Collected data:

=-=-=

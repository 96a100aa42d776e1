//! Behaviour of `UserService` against the in-memory store.

mod support;

use eventdesk_domain::EventDeskError;
use support::Harness;

#[tokio::test(flavor = "multi_thread")]
async fn create_user_assigns_ids_in_order() {
    let harness = Harness::new();

    let ana = harness.users.create_user(Some("Ana".into())).await.unwrap();
    let ana_again = harness.users.create_user(Some("Ana".into())).await.unwrap();

    assert_eq!(ana.user_id, 1);
    assert_eq!(ana_again.user_id, 2);
    assert_eq!(harness.users.list_users().await.unwrap(), vec![ana, ana_again]);
}

#[tokio::test(flavor = "multi_thread")]
async fn create_user_requires_a_name() {
    let harness = Harness::new();

    for name in [None, Some(String::new()), Some(" \t".into())] {
        let err = harness.users.create_user(name).await.unwrap_err();
        assert_eq!(err, EventDeskError::InvalidInput("The userName field is required.".into()));
    }
    assert!(harness.users.list_users().await.unwrap().is_empty());
}
//! Storage error types
//!
//! Defines error types for the storage layer, integrating with the common
//! error classification.

use thiserror::Error;

use crate::error::{ErrorClassification, ErrorSeverity};

/// Storage error type
#[derive(Debug, Error)]
pub enum StorageError {
    #[error("Database connection error: {0}")]
    Connection(String),

    #[error("Database query error: {0}")]
    Query(String),

    #[error("Database migration error: {0}")]
    Migration(String),

    #[error("Connection timeout after {0}s")]
    Timeout(u64),

    #[error("Invalid configuration: {0}")]
    InvalidConfig(String),

    #[error(transparent)]
    Io(#[from] std::io::Error),

    #[error(transparent)]
    Rusqlite(#[from] rusqlite::Error),

    #[error(transparent)]
    R2d2(#[from] r2d2::Error),
}

/// Storage result type
pub type StorageResult<T> = Result<T, StorageError>;

impl ErrorClassification for StorageError {
    /// Retryable errors are connection timeouts, transient connection
    /// failures and SQLite BUSY/LOCKED results.
    fn is_retryable(&self) -> bool {
        match self {
            Self::Timeout(_) | Self::Connection(_) => true,
            Self::Rusqlite(err) => matches!(
                err.sqlite_error_code(),
                Some(rusqlite::ErrorCode::DatabaseBusy | rusqlite::ErrorCode::DatabaseLocked)
            ),
            _ => false,
        }
    }

    fn severity(&self) -> ErrorSeverity {
        match self {
            Self::Migration(_) => ErrorSeverity::Critical,
            Self::Timeout(_) => ErrorSeverity::Warning,
            Self::Connection(_)
            | Self::Query(_)
            | Self::InvalidConfig(_)
            | Self::Io(_)
            | Self::Rusqlite(_)
            | Self::R2d2(_) => ErrorSeverity::Error,
        }
    }
}
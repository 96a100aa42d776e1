//! Utility helpers shared across the domain

pub mod datetime;
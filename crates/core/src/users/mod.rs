//! User registry

pub mod ports;
pub mod service;

pub use service::UserService;
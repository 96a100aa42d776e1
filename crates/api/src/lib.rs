//! # EventDesk API
//!
//! HTTP application layer - routes, handlers and process wiring.
//!
//! This crate contains:
//! - axum router and handlers (HTTP → services bridge)
//! - Application context (dependency injection)
//! - Logging bootstrap
//!
//! ## Architecture
//! - Depends on `domain`, `core`, and `infra`
//! - Wires up the hexagonal architecture
//! - Maps domain errors onto HTTP status codes

pub mod context;
pub mod http;
pub mod utils;

// Re-export for convenience
pub use context::AppContext;
pub use http::create_router;
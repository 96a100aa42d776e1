//! Attendee repository implementation using SQLite

use std::sync::Arc;

use async_trait::async_trait;
use eventdesk_core::AttendeeRepository as AttendeeRepositoryPort;
use eventdesk_domain::{
    Commitment, EventAttendee, EventId, Result as DomainResult, TimeWindow, User, UserId,
};
use rusqlite::{params, Row, ToSql};
use tokio::task;
use tracing::debug;

use super::manager::DbManager;
use super::user_repository::map_user_row;
use super::{
    map_join_error, map_sql_error, map_storage_error, millis_column, placeholders, MAX_IN_PARAMS,
};

/// SQLite-backed implementation of `AttendeeRepository`
pub struct SqliteAttendeeRepository {
    db: Arc<DbManager>,
}

impl SqliteAttendeeRepository {
    /// Create a new repository instance
    pub fn new(db: Arc<DbManager>) -> Self {
        Self { db }
    }
}

#[async_trait]
impl AttendeeRepositoryPort for SqliteAttendeeRepository {
    async fn commitments_for(&self, user_ids: &[UserId]) -> DomainResult<Vec<Commitment>> {
        if user_ids.is_empty() {
            return Ok(Vec::new());
        }

        let db = Arc::clone(&self.db);
        let user_ids = user_ids.to_vec();

        task::spawn_blocking(move || -> DomainResult<Vec<Commitment>> {
            let conn = db.get_connection()?;
            let mut commitments = Vec::new();

            for chunk in user_ids.chunks(MAX_IN_PARAMS) {
                let params: Vec<&dyn ToSql> = chunk.iter().map(|id| id as &dyn ToSql).collect();
                let rows = conn
                    .query_map(
                        &format!(
                            "SELECT a.user_id, a.event_id, e.start_date_time, e.end_date_time
                             FROM event_attendees a
                             JOIN events e ON e.event_id = a.event_id
                             WHERE a.user_id IN ({})",
                            placeholders(chunk.len())
                        ),
                        &params,
                        map_commitment_row,
                    )
                    .map_err(map_storage_error)?;
                commitments.extend(rows);
            }

            Ok(commitments)
        })
        .await
        .map_err(map_join_error)?
    }

    async fn insert_batch(&self, attendees: &[EventAttendee]) -> DomainResult<usize> {
        if attendees.is_empty() {
            return Ok(0);
        }

        let db = Arc::clone(&self.db);
        let attendees = attendees.to_vec();

        task::spawn_blocking(move || -> DomainResult<usize> {
            let mut conn = db.get_connection()?;
            let tx = conn.transaction().map_err(map_storage_error)?;

            {
                let mut stmt = tx
                    .prepare_cached("INSERT INTO event_attendees (user_id, event_id) VALUES (?1, ?2)")
                    .map_err(map_sql_error)?;
                for attendee in &attendees {
                    stmt.execute(params![attendee.user_id, attendee.event_id])
                        .map_err(map_sql_error)?;
                }
            }

            tx.commit().map_err(map_sql_error)?;
            debug!(rows = attendees.len(), "Committed attendee batch");
            Ok(attendees.len())
        })
        .await
        .map_err(map_join_error)?
    }

    async fn list_attendees(&self, event_id: EventId) -> DomainResult<Vec<User>> {
        let db = Arc::clone(&self.db);

        task::spawn_blocking(move || -> DomainResult<Vec<User>> {
            let conn = db.get_connection()?;
            conn.query_map(
                "SELECT u.user_id, u.user_name
                 FROM event_attendees a
                 JOIN users u ON u.user_id = a.user_id
                 WHERE a.event_id = ?1
                 ORDER BY u.user_id",
                &[&event_id],
                map_user_row,
            )
            .map_err(map_storage_error)
        })
        .await
        .map_err(map_join_error)?
    }
}

fn map_commitment_row(row: &Row<'_>) -> rusqlite::Result<Commitment> {
    Ok(Commitment {
        user_id: row.get(0)?,
        event_id: row.get(1)?,
        window: TimeWindow { start: millis_column(row, 2)?, end: millis_column(row, 3)? },
    })
}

=-=-=

Brief:
When the line with "- Depends on" is reached in the data above, start copying there, and copy each line exactly until the line with "let mut commitments = Vec::new();" has been copied; copy nothing else.

Response to this exercise:
//! - Depends on `domain`, `core`, and `infra`
//! - Wires up the hexagonal architecture
//! - Maps domain errors onto HTTP status codes

pub mod context;
pub mod http;
pub mod utils;

// Re-export for convenience
pub use context::AppContext;
pub use http::create_router;
repository 96a100aa42d776e1
//! Attendee repository implementation using SQLite

use std::sync::Arc;

use async_trait::async_trait;
use eventdesk_core::AttendeeRepository as AttendeeRepositoryPort;
use eventdesk_domain::{
    Commitment, EventAttendee, EventId, Result as DomainResult, TimeWindow, User, UserId,
};
use rusqlite::{params, Row, ToSql};
use tokio::task;
use tracing::debug;

use super::manager::DbManager;
use super::user_repository::map_user_row;
use super::{
    map_join_error, map_sql_error, map_storage_error, millis_column, placeholders, MAX_IN_PARAMS,
};

/// SQLite-backed implementation of `AttendeeRepository`
pub struct SqliteAttendeeRepository {
    db: Arc<DbManager>,
}

impl SqliteAttendeeRepository {
    /// Create a new repository instance
    pub fn new(db: Arc<DbManager>) -> Self {
        Self { db }
    }
}

#[async_trait]
impl AttendeeRepositoryPort for SqliteAttendeeRepository {
    async fn commitments_for(&self, user_ids: &[UserId]) -> DomainResult<Vec<Commitment>> {
        if user_ids.is_empty() {
            return Ok(Vec::new());
        }

        let db = Arc::clone(&self.db);
        let user_ids = user_ids.to_vec();

        task::spawn_blocking(move || -> DomainResult<Vec<Commitment>> {
            let conn = db.get_connection()?;
            let mut commitments = Vec::new();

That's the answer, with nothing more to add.